● **Working data**:
---+---
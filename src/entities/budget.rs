//! Budgets and their per-category allocations.
//!
//! An allocation's remaining amount is always derived from allocated minus
//! spent. Its percentage of the budget total is stored (so loaded data can be
//! checked for drift) but only written by constructors and recompute methods.

use crate::{
    errors::{Error, Result},
    money::{percentage_of, percentage_or_zero},
};
use chrono::NaiveDate;
use rust_decimal::Decimal;
use serde::{Deserialize, Serialize};

/// Lifecycle of a budget.
#[derive(Debug, Clone, Copy, PartialEq, Eq, Serialize, Deserialize)]
#[serde(rename_all = "lowercase")]
pub enum BudgetStatus {
    /// Being prepared
    Draft,
    /// Signed off, not yet in force
    Approved,
    /// In force for the fiscal year
    Active,
    /// Fiscal year ended
    Closed,
}

impl BudgetStatus {
    /// Lowercase name.
    #[must_use]
    pub const fn as_str(self) -> &'static str {
        match self {
            Self::Draft => "draft",
            Self::Approved => "approved",
            Self::Active => "active",
            Self::Closed => "closed",
        }
    }

    /// The only status this one may advance to.
    #[must_use]
    pub const fn next(self) -> Option<Self> {
        match self {
            Self::Draft => Some(Self::Approved),
            Self::Approved => Some(Self::Active),
            Self::Active => Some(Self::Closed),
            Self::Closed => None,
        }
    }
}

impl std::fmt::Display for BudgetStatus {
    fn fmt(&self, f: &mut std::fmt::Formatter<'_>) -> std::fmt::Result {
        write!(f, "{}", self.as_str())
    }
}

/// The portion of a budget assigned to one category.
#[derive(Debug, Clone, PartialEq, Eq, Serialize, Deserialize)]
pub struct BudgetAllocation {
    /// Allocation id
    pub id: String,
    /// Owning budget
    pub budget_id: String,
    /// Category the money is assigned to
    pub category_id: String,
    allocated_amount: Decimal,
    #[serde(default)]
    spent_amount: Decimal,
    percentage_of_total: Decimal,
}

impl BudgetAllocation {
    /// Creates a fresh allocation with nothing spent.
    ///
    /// Fails when the amount is not positive or the budget total is not positive.
    pub fn new(
        id: impl Into<String>,
        budget_id: impl Into<String>,
        category_id: impl Into<String>,
        allocated_amount: Decimal,
        budget_total: Decimal,
    ) -> Result<Self> {
        if allocated_amount <= Decimal::ZERO {
            return Err(Error::InvalidAmount {
                amount: allocated_amount,
            });
        }
        let percentage_of_total = percentage_of(allocated_amount, budget_total)?;

        Ok(Self {
            id: id.into(),
            budget_id: budget_id.into(),
            category_id: category_id.into(),
            allocated_amount,
            spent_amount: Decimal::ZERO,
            percentage_of_total,
        })
    }

    /// Rebuilds an allocation from previously stored values, stored percentage included.
    ///
    /// No consistency check is made between the amounts and `percentage_of_total`;
    /// that is what the budget snapshot's drift check is for.
    #[must_use]
    pub fn restore(
        id: impl Into<String>,
        budget_id: impl Into<String>,
        category_id: impl Into<String>,
        allocated_amount: Decimal,
        spent_amount: Decimal,
        percentage_of_total: Decimal,
    ) -> Self {
        Self {
            id: id.into(),
            budget_id: budget_id.into(),
            category_id: category_id.into(),
            allocated_amount,
            spent_amount,
            percentage_of_total,
        }
    }

    /// Amount assigned to the category.
    #[must_use]
    pub const fn allocated_amount(&self) -> Decimal {
        self.allocated_amount
    }

    /// Amount spent so far.
    #[must_use]
    pub const fn spent_amount(&self) -> Decimal {
        self.spent_amount
    }

    /// Allocated minus spent. Negative when overspent.
    #[must_use]
    pub fn remaining_amount(&self) -> Decimal {
        self.allocated_amount - self.spent_amount
    }

    /// Stored percentage of the budget total.
    #[must_use]
    pub const fn percentage_of_total(&self) -> Decimal {
        self.percentage_of_total
    }

    /// Spent as a percentage of allocated, zero when nothing is allocated.
    #[must_use]
    pub fn utilization_percentage(&self) -> Decimal {
        percentage_or_zero(self.spent_amount, self.allocated_amount)
    }

    /// Adds `amount` to the spent total.
    pub fn record_spend(&mut self, amount: Decimal) -> Result<()> {
        if amount <= Decimal::ZERO {
            return Err(Error::InvalidAmount { amount });
        }
        self.spent_amount = self
            .spent_amount
            .checked_add(amount)
            .ok_or(Error::ArithmeticOverflow {
                amount,
                total: self.spent_amount,
            })?;
        if self.spent_amount > self.allocated_amount {
            tracing::warn!(
                "Allocation {} overspent: spent {} of {}",
                self.id,
                self.spent_amount,
                self.allocated_amount
            );
        }
        Ok(())
    }

    /// Changes the allocated amount and recomputes the stored percentage.
    pub fn set_allocated_amount(&mut self, amount: Decimal, budget_total: Decimal) -> Result<()> {
        if amount <= Decimal::ZERO {
            return Err(Error::InvalidAmount { amount });
        }
        self.percentage_of_total = percentage_of(amount, budget_total)?;
        self.allocated_amount = amount;
        Ok(())
    }

    /// Recomputes the stored percentage against `budget_total` and returns it.
    pub fn recompute_percentage(&mut self, budget_total: Decimal) -> Result<Decimal> {
        self.percentage_of_total = percentage_of(self.allocated_amount, budget_total)?;
        Ok(self.percentage_of_total)
    }
}

/// A fiscal-year budget and its allocations.
#[derive(Debug, Clone, PartialEq, Eq, Serialize, Deserialize)]
pub struct Budget {
    /// Budget id (e.g. `BUD2024001`)
    pub id: String,
    /// Fiscal year
    pub year: i32,
    /// Total money available
    pub total_amount: Decimal,
    /// Lifecycle status
    pub status: BudgetStatus,
    /// When the budget was created
    pub created_date: NaiveDate,
    /// When the budget was approved
    #[serde(default)]
    pub approved_date: Option<NaiveDate>,
    /// Allocations in insertion order
    #[serde(default)]
    pub allocations: Vec<BudgetAllocation>,
}

impl Budget {
    /// Creates an empty draft budget.
    pub fn new(
        id: impl Into<String>,
        year: i32,
        total_amount: Decimal,
        created_date: NaiveDate,
    ) -> Result<Self> {
        if total_amount <= Decimal::ZERO {
            return Err(Error::InvalidTotalBudget {
                total: total_amount,
            });
        }
        Ok(Self {
            id: id.into(),
            year,
            total_amount,
            status: BudgetStatus::Draft,
            created_date,
            approved_date: None,
            allocations: Vec::new(),
        })
    }

    /// Looks up an allocation by id.
    #[must_use]
    pub fn allocation(&self, allocation_id: &str) -> Option<&BudgetAllocation> {
        self.allocations.iter().find(|a| a.id == allocation_id)
    }

    /// Mutable lookup by allocation id.
    pub fn allocation_mut(&mut self, allocation_id: &str) -> Option<&mut BudgetAllocation> {
        self.allocations.iter_mut().find(|a| a.id == allocation_id)
    }

    /// All allocations for a category, in order.
    pub fn allocations_for_category<'a>(
        &'a self,
        category_id: &'a str,
    ) -> impl Iterator<Item = &'a BudgetAllocation> + 'a {
        self.allocations
            .iter()
            .filter(move |a| a.category_id == category_id)
    }

    /// Adds a new allocation. Fails if its id is already used in this budget.
    pub fn insert_allocation(&mut self, allocation: BudgetAllocation) -> Result<()> {
        if self.allocation(&allocation.id).is_some() {
            return Err(Error::DuplicateId {
                entity: "allocation",
                id: allocation.id,
            });
        }
        self.allocations.push(allocation);
        Ok(())
    }

    /// Inserts the allocation, or replaces the one with the same id.
    pub fn upsert_allocation(&mut self, allocation: BudgetAllocation) {
        match self.allocation_mut(&allocation.id) {
            Some(existing) => *existing = allocation,
            None => self.allocations.push(allocation),
        }
    }

    /// Picks an allocation id not yet used in this budget (`BA001`, `BA002`, ...).
    #[must_use]
    pub fn next_allocation_id(&self) -> String {
        let mut n = self.allocations.len() + 1;
        loop {
            let candidate = format!("BA{n:03}");
            if self.allocation(&candidate).is_none() {
                return candidate;
            }
            n += 1;
        }
    }

    /// Changes the total and recomputes every allocation's stored percentage.
    pub fn revise_total(&mut self, total_amount: Decimal) -> Result<()> {
        if total_amount <= Decimal::ZERO {
            return Err(Error::InvalidTotalBudget {
                total: total_amount,
            });
        }
        for allocation in &mut self.allocations {
            allocation.recompute_percentage(total_amount)?;
        }
        self.total_amount = total_amount;
        Ok(())
    }

    /// Moves the budget to `target`, which must be the next lifecycle status.
    ///
    /// Approving stamps `approved_date` with `on`.
    pub fn transition(&mut self, target: BudgetStatus, on: NaiveDate) -> Result<()> {
        if self.status.next() != Some(target) {
            return Err(Error::InvalidStatusTransition {
                entity: "budget",
                from: self.status.to_string(),
                to: target.to_string(),
            });
        }
        if target == BudgetStatus::Approved {
            self.approved_date = Some(on);
        }
        self.status = target;
        Ok(())
    }
}
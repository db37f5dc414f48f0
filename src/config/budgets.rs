//! Budget file loading for the `report` command.
//!
//! A budget file holds one `[budget]` table with its `[[budget.allocations]]`
//! and, optionally, the budget's `[[expenses]]`. Dates are quoted `YYYY-MM-DD`
//! strings.

use crate::{
    entities::{Budget, Expense},
    errors::{Error, Result},
};
use serde::Deserialize;
use std::path::Path;
use tracing::debug;

/// Structure of a budget file
#[derive(Debug, Deserialize)]
pub struct BudgetFile {
    /// The budget and its allocations
    pub budget: Budget,
    /// Expenses recorded against the budget
    #[serde(default)]
    pub expenses: Vec<Expense>,
}

/// Parses budget file TOML and checks that every record belongs to the budget.
pub fn parse_budget_file(contents: &str) -> Result<BudgetFile> {
    let file: BudgetFile = toml::from_str(contents).map_err(|e| Error::Config {
        message: format!("Failed to parse budget file: {e}"),
    })?;

    if file.budget.total_amount <= rust_decimal::Decimal::ZERO {
        return Err(Error::InvalidTotalBudget {
            total: file.budget.total_amount,
        });
    }
    if let Some(stray) = file
        .budget
        .allocations
        .iter()
        .find(|a| a.budget_id != file.budget.id)
    {
        return Err(Error::Config {
            message: format!(
                "Allocation '{}' belongs to budget '{}', not '{}'",
                stray.id, stray.budget_id, file.budget.id
            ),
        });
    }
    if let Some(stray) = file.expenses.iter().find(|e| e.budget_id != file.budget.id) {
        return Err(Error::Config {
            message: format!(
                "Expense '{}' belongs to budget '{}', not '{}'",
                stray.id, stray.budget_id, file.budget.id
            ),
        });
    }

    Ok(file)
}

/// Loads a budget file from disk.
pub fn load_budget_file<P: AsRef<Path>>(path: P) -> Result<BudgetFile> {
    let path = path.as_ref();
    debug!("Loading budget file {:?}", path);
    let contents = std::fs::read_to_string(path).map_err(|e| Error::Config {
        message: format!("Failed to read budget file {}: {e}", path.display()),
    })?;
    parse_budget_file(&contents)
}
---+---
● **What you should do**: Work through the data line by line and state how many lines have the string "contents"; add nothing else.

● **Solution to the exercise**: 4